=== Records provided ===
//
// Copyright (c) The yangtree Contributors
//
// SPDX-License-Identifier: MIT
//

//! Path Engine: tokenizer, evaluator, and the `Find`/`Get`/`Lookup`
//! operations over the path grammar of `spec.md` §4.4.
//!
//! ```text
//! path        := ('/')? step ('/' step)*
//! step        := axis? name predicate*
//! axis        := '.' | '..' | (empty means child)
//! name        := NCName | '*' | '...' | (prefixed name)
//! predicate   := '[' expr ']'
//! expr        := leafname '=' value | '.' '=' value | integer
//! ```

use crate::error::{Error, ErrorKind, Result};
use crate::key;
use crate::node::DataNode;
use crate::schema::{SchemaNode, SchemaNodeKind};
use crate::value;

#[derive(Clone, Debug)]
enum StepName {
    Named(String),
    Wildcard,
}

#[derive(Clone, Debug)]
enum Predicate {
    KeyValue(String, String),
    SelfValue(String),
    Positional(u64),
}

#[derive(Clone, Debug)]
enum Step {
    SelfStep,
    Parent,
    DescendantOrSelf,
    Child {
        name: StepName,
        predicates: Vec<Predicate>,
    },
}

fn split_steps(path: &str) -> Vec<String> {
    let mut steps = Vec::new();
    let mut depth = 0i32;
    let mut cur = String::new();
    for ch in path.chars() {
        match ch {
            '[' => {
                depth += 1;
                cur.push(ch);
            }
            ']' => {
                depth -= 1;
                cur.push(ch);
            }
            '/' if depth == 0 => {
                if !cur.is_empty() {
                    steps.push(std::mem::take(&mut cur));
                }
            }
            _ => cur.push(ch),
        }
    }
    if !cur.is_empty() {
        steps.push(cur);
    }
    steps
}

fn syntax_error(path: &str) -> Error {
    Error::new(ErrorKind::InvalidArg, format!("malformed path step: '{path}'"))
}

=== What you will do ===
Show each line in the listing above that has "ErrorKind".

=== Problem solution ===
use crate::error::{Error, ErrorKind, Result};
    Error::new(ErrorKind::InvalidArg, format!("malformed path step: '{path}'"))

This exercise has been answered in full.